Speaking at Gartner Symposium/ITxpo 2018 on the Gold Coast, Australia today, David Furlonger, VP and distinguished analyst at Gartner said this overwhelming risk of failure comes as many continue to maintain “20th century” operating models.

See also: Barclays: Fax Use Slashed, Automation Booming

“Digital transformation is largely a myth as institutional mindsets, processes and structures stand firm,” Furlonger said.

“Established financial services providers will have to move faster on digital business by building digital platforms or finding niche products and services to sell on others’ platforms.”

It’s a position many analysts agree with. A 2018 financial services outlook from Deloitte, for example, notes: “Long-term sustainable growth in the banking industry seems only possible with a radical departure from a sales- and product-obsessed mindset to one of genuine customer centricity, and further rationalisation of strategies to target the right markets, customer segments, and solutions.”

Read this: UK Challenger Monzo World’s First Bank to Partner with IFTTT

According to Gartner’s 2018 CEO survey, while financial services CEOs continue to prioritize revenue growth, there has been a clear shift toward emphasising efficiency and productivity improvements and the importance of management as growth levers.

“This shift indicates that digital business is predominantly a channel and transaction automation play, focused on business optimisation as opposed to a transformation.”

Pete Redshaw, practice VP at Gartner, said this attitude is dangerous.

“It underestimates the degree of change that digital technology will bring to the industry,” he said. “The future of the financial services industry is increasingly weightless, requiring few physical assets to establish or maintain a presence. That makes the industry especially vulnerable to disruption by digital competitors.”

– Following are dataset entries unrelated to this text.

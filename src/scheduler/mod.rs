use anyhow::{Context, Result};
use chrono::{DateTime, Days, Local, LocalResult, NaiveDate, NaiveTime, TimeZone};
use std::future::Future;
use tokio::time::{Duration, sleep};
use tracing::{error, info};

const RESCHEDULE_POLL_SECONDS: u64 = 30;

/// Runs `task` once a day at the time returned by `time_provider`. The
/// provider is polled so a changed sync time applies without a restart.
pub async fn run_daily_scheduler<S, F, Fut>(mut time_provider: S, mut task: F) -> Result<()>
where
    S: FnMut() -> Result<NaiveTime>,
    F: FnMut(NaiveDate) -> Fut,
    Fut: Future<Output = Result<()>>,
{
    let mut last_logged: Option<NaiveTime> = None;

    loop {
        let target = match time_provider() {
            Ok(value) => value,
            Err(error) => {
                error!(error = %error, "Failed to load sync schedule");
                sleep(Duration::from_secs(RESCHEDULE_POLL_SECONDS)).await;
                continue;
            }
        };

        let delay = match delay_until(Local::now(), target) {
            Ok(value) => value,
            Err(error) => {
                error!(error = %error, time = %target, "Failed to compute next sync");
                sleep(Duration::from_secs(RESCHEDULE_POLL_SECONDS)).await;
                continue;
            }
        };

        if last_logged != Some(target) {
            info!(seconds = delay.as_secs(), time = %target.format("%H:%M"), "Next GitHub sync scheduled");
            last_logged = Some(target);
        }

        if delay > Duration::from_secs(RESCHEDULE_POLL_SECONDS) {
            sleep(Duration::from_secs(RESCHEDULE_POLL_SECONDS)).await;
            continue;
        }

        sleep(delay).await;

        let date = Local::now().date_naive();
        if let Err(error) = task(date).await {
            error!(error = %error, date = %date, "Scheduled GitHub sync failed");
        }

        sleep(Duration::from_secs(1)).await;
    }
}

/// Time from `now` to the next occurrence of `target`, today or tomorrow.
pub fn delay_until<Tz: TimeZone>(now: DateTime<Tz>, target: NaiveTime) -> Result<Duration> {
    let zone = now.timezone();
    let today = now.date_naive();

    let candidate = resolve_local(&zone, today, target)?;
    let next_run = if candidate > now {
        candidate
    } else {
        let tomorrow = today
            .checked_add_days(Days::new(1))
            .context("Failed to compute next sync day")?;
        resolve_local(&zone, tomorrow, target)?
    };

    (next_run - now)
        .to_std()
        .context("Failed to compute next sync delay")
}

/// Local wall-clock time on `day`. A time skipped by a DST jump resolves
/// to the same time on the following day.
fn resolve_local<Tz: TimeZone>(zone: &Tz, day: NaiveDate, time: NaiveTime) -> Result<DateTime<Tz>> {
    match zone.from_local_datetime(&day.and_time(time)) {
        LocalResult::Single(datetime) => Ok(datetime),
        LocalResult::Ambiguous(earliest, _) => Ok(earliest),
        LocalResult::None => {
            let next_day = day
                .checked_add_days(Days::new(1))
                .context("Failed to compute fallback sync day")?;
            zone.from_local_datetime(&next_day.and_time(time))
                .single()
                .context("Failed to convert sync time")
        }
    }
}

#[cfg(test)]
mod tests {
    use super::delay_until;
    use chrono::{NaiveTime, TimeZone, Utc};

    fn hm(hour: u32, minute: u32) -> NaiveTime {
        NaiveTime::from_hms_opt(hour, minute, 0).expect("valid time")
    }

    #[test]
    fn later_today_waits_for_today() {
        let now = Utc.with_ymd_and_hms(2026, 3, 1, 1, 0, 0).unwrap();

        let delay = delay_until(now, hm(3, 0)).expect("delay computed");

        assert_eq!(delay.as_secs(), 2 * 3600);
    }

    #[test]
    fn passed_time_rolls_over_to_tomorrow() {
        let now = Utc.with_ymd_and_hms(2026, 3, 1, 3, 0, 0).unwrap();

        let delay = delay_until(now, hm(3, 0)).expect("delay computed");

        assert_eq!(delay.as_secs(), 24 * 3600);
    }

    #[test]
    fn delay_is_positive_for_local_clock() {
        let delay = delay_until(chrono::Local::now(), hm(23, 30)).expect("delay computed");

        assert!(delay.as_secs() > 0 || delay.subsec_nanos() > 0);
    }
}
use crate::config::{Config, parse_hhmm};
use crate::db::{self, NewProfile, ProfilePatch};
use anyhow::{Context, Result};
use dialoguer::{Confirm, Input, theme::ColorfulTheme};

pub fn run_onboarding() -> Result<Config> {
    println!("──────────────────────────────────────────");
    println!("  Welcome to Folio onboarding.");
    println!("──────────────────────────────────────────");

    let theme = ColorfulTheme::default();
    let mut config = Config::load().unwrap_or_default();

    println!("\n[1/4] Profile");
    let name: String = Input::with_theme(&theme)
        .with_prompt("  Display name")
        .validate_with(|input: &String| -> std::result::Result<(), &str> {
            if input.trim().is_empty() {
                Err("Name must not be empty")
            } else {
                Ok(())
            }
        })
        .interact_text()
        .context("Failed to read display name")?;
    let alias = optional_input(&theme, "  Alias (optional)")?;
    let website = optional_input(&theme, "  Website URL (optional)")?;

    println!("\n[2/4] Server port");
    let port: u16 = Input::with_theme(&theme)
        .with_prompt("  Port for the API server")
        .default(config.api_port)
        .interact_text()
        .context("Failed to read server port")?;
    config.api_port = port;
    println!("  ✓ Server will listen on {}:{port}", config.api_host);

    println!("\n[3/4] GitHub contributions");
    let github_username = optional_input(&theme, "  GitHub username (optional)")?;
    config.github_username = github_username.clone();

    if github_username.is_some() {
        let enable_sync = Confirm::with_theme(&theme)
            .with_prompt("  Sync contributions daily while serving?")
            .default(true)
            .interact()
            .context("Failed to read sync confirmation")?;
        config.github_sync_enabled = enable_sync;

        if enable_sync {
            let sync_time: String = Input::with_theme(&theme)
                .with_prompt("  Daily sync time")
                .default(config.github_sync_time.clone())
                .validate_with(|input: &String| -> std::result::Result<(), &str> {
                    parse_hhmm(input)
                        .map(|_| ())
                        .map_err(|_| "Use HH:MM format (example: 03:00)")
                })
                .interact_text()
                .context("Failed to read sync time")?;
            config.github_sync_time = sync_time;
        }
        println!("  ! Set a token with `folio config set github.token <TOKEN>` or GITHUB_TOKEN");
    }

    println!("\n[4/4] Saving");
    config.ensure_bootstrap_dirs()?;
    config.save()?;

    let github = config
        .github_username
        .as_ref()
        .map(|username| format!("https://github.com/{username}"));
    let repository = db::open_repository(&config)?;
    let profile = match repository.profile()? {
        Some(existing) => repository.update_profile(
            existing.id,
            ProfilePatch {
                name: Some(name),
                alias,
                website,
                github,
                ..ProfilePatch::default()
            },
        )?,
        None => repository.create_profile(
            NewProfile {
                name,
                alias,
                website,
                github,
                ..NewProfile::default()
            },
            config.owner_id,
        )?,
    };
    println!("  ✓ Profile saved for {}", profile.name);

    println!("\n──────────────────────────────────────────");
    println!("  Onboarding complete!");
    println!("  Run `folio serve` to start the site.");
    println!("──────────────────────────────────────────");

    Ok(config)
}

fn optional_input(theme: &ColorfulTheme, prompt: &str) -> Result<Option<String>> {
    let value: String = Input::with_theme(theme)
        .with_prompt(prompt)
        .allow_empty(true)
        .interact_text()
        .with_context(|| format!("Failed to read input: {}", prompt.trim()))?;

    Ok(db::blank_to_none(value))
}
//! # Delayed app unregistration.
//!
//! Two-state machine guarding `unregister_all_for_app` across low-power
//! windows:
//!
//! ```text
//!            display off / low-power entry
//!   NORMAL ─────────────────────────────────► SUSPENDED
//!      ▲                                          │
//!      └──────────────────────────────────────────┘
//!            display on / low-power exit
//!            (queued removals drain in FIFO order)
//! ```
//!
//! While `SUSPENDED`, app-removal requests are queued instead of executed, so
//! subscribers that must survive a suspend/resume cycle (sensor bridges in
//! particular) are not torn down mid-suspend. On resume every queued request
//! runs through the normal removal path, oldest first, before any new
//! suspension is honored.
//!
//! After shutdown the state is gone; operations return `NotInitialized`.

use std::collections::VecDeque;
use std::sync::Arc;

use tokio::sync::Mutex;

use crate::error::EventError;
use crate::observer::EventObserver;

/// A deferred "unregister everything for this app" request.
pub(crate) struct AppRemoval {
    pub(crate) observer: Arc<dyn EventObserver>,
    pub(crate) context: u64,
}

#[derive(Debug, Clone, Copy, PartialEq, Eq)]
enum PowerState {
    Normal,
    Suspended,
}

struct SuspendInner {
    state: PowerState,
    pending: VecDeque<AppRemoval>,
}

/// Holder for the delayed-unregistration state machine.
pub(crate) struct SuspendGate {
    inner: Mutex<Option<SuspendInner>>,
}

impl SuspendGate {
    pub(crate) fn new() -> Self {
        Self {
            inner: Mutex::new(Some(SuspendInner {
                state: PowerState::Normal,
                pending: VecDeque::new(),
            })),
        }
    }

    /// Enters the suspended window. Idempotent.
    pub(crate) async fn suspend(&self) -> Result<(), EventError> {
        let mut guard = self.inner.lock().await;
        let inner = guard.as_mut().ok_or(EventError::NotInitialized)?;
        inner.state = PowerState::Suspended;
        Ok(())
    }

    /// Leaves the suspended window, handing back every queued removal in FIFO
    /// order for the caller to execute through the normal path.
    pub(crate) async fn resume(&self) -> Result<Vec<AppRemoval>, EventError> {
        let mut guard = self.inner.lock().await;
        let inner = guard.as_mut().ok_or(EventError::NotInitialized)?;
        inner.state = PowerState::Normal;
        Ok(inner.pending.drain(..).collect())
    }

    /// If suspended, queues the removal and returns `true`; otherwise returns
    /// `false` and the caller executes immediately.
    pub(crate) async fn defer(&self, removal: AppRemoval) -> Result<bool, EventError> {
        let mut guard = self.inner.lock().await;
        let inner = guard.as_mut().ok_or(EventError::NotInitialized)?;
        if inner.state == PowerState::Suspended {
            inner.pending.push_back(removal);
            Ok(true)
        } else {
            Ok(false)
        }
    }

    /// True while inside the suspended window.
    #[cfg(test)]
    pub(crate) async fn is_suspended(&self) -> bool {
        matches!(
            self.inner.lock().await.as_ref(),
            Some(inner) if inner.state == PowerState::Suspended
        )
    }

    /// Drops the state, including any queued removals; shutdown takes
    /// priority over delayed semantics. Subsequent operations return
    /// `NotInitialized`.
    pub(crate) async fn teardown(&self) {
        *self.inner.lock().await = None;
    }
}

#[cfg(test)]
mod tests {
    use super::*;
    use crate::types::{DomainId, EventData, EventDescriptor, ParticipantId};
    use async_trait::async_trait;

    struct Noop;

    #[async_trait]
    impl EventObserver for Noop {
        async fn on_event(
            &self,
            _context: u64,
            _participant: ParticipantId,
            _domain: DomainId,
            _descriptor: &EventDescriptor,
            _payload: Option<&EventData>,
        ) -> Result<(), EventError> {
            Ok(())
        }
    }

    fn removal(context: u64) -> AppRemoval {
        AppRemoval {
            observer: Arc::new(Noop),
            context,
        }
    }

    #[tokio::test]
    async fn test_normal_state_does_not_defer() {
        let gate = SuspendGate::new();
        assert!(!gate.defer(removal(1)).await.unwrap());
    }

    #[tokio::test]
    async fn test_suspended_defers_and_resume_drains_fifo() {
        let gate = SuspendGate::new();
        gate.suspend().await.unwrap();

        assert!(gate.defer(removal(1)).await.unwrap());
        assert!(gate.defer(removal(2)).await.unwrap());
        assert!(gate.defer(removal(3)).await.unwrap());

        let drained = gate.resume().await.unwrap();
        let contexts: Vec<u64> = drained.iter().map(|r| r.context).collect();
        assert_eq!(contexts, vec![1, 2, 3]);

        // Back to normal: no more deferral.
        assert!(!gate.defer(removal(4)).await.unwrap());
    }

    #[tokio::test]
    async fn test_teardown_invalidates_operations() {
        let gate = SuspendGate::new();
        gate.teardown().await;
        assert!(matches!(
            gate.suspend().await,
            Err(EventError::NotInitialized)
        ));
        assert!(matches!(
            gate.resume().await,
            Err(EventError::NotInitialized)
        ));
        assert!(matches!(
            gate.defer(removal(1)).await,
            Err(EventError::NotInitialized)
        ));
    }
}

In addition, emerging technologies (such as blockchain) offer transformational opportunities by creating trust between parties that do not know each other, without intermediary relationships that incumbent financial firms cultivate. Equally, peer-to-peer consensus algorithms can directly match borrowers to those with money, without requiring a bank to mediate.

financial services firmsFinancial Services Firms: Three Types Will Flourish

According to Gartner, of the 20 percent of traditional firms that will remain as winners, three types will flourish:

  • “Power-Law” Firms

Companies that own a digital platform will use its scale, low-cost infrastructure and the customer information it generates to create new services and enter new markets. Very few (five percent) of these winning heritage institutions have the ability to become power-law firms.

  • Fintechs

Individual companies or pure-play/neobank subsidiaries will disaggregate traditional financial services in discrete product areas, Gartner says. They will participate in digital platforms, but will not own them. Less than 15 percent of the winning group of traditional firms can convert themselves into or successfully spin off fintechs.

  • Long-tail firms

The dramatically lower costs enabled by digital platforms will allow some traditional providers to act as service brokers. This is likely for large populations of poor and working-class people around the world that were not profitable customers previously. Simultaneously, they can act as concierge providers of bundled offerings to high-net-worth individuals. Around 80 percent of winning traditional financial services providers can become long-tail firms.